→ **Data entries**
BEGIN

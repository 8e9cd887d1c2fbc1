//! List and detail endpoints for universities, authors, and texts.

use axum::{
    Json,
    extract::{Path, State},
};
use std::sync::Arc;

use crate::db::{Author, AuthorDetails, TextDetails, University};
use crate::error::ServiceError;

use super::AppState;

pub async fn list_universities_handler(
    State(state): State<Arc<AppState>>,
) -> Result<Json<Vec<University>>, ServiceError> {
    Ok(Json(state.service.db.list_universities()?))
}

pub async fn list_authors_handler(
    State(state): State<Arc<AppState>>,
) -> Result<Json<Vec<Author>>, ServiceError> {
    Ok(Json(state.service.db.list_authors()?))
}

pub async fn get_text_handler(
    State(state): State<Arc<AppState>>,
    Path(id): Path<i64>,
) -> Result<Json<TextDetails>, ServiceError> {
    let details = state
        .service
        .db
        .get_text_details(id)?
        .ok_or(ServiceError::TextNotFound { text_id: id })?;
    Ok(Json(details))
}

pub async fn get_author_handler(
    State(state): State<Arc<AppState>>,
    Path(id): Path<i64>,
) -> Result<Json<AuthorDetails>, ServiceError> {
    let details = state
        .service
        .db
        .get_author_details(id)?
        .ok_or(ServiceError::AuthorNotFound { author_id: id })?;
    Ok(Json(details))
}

END

→ **What you need to do**
Look through the records above for the string "University", then copy every line that has it.

→ **Solution for this task**
use crate::db::{Author, AuthorDetails, TextDetails, University};
) -> Result<Json<Vec<University>>, ServiceError> {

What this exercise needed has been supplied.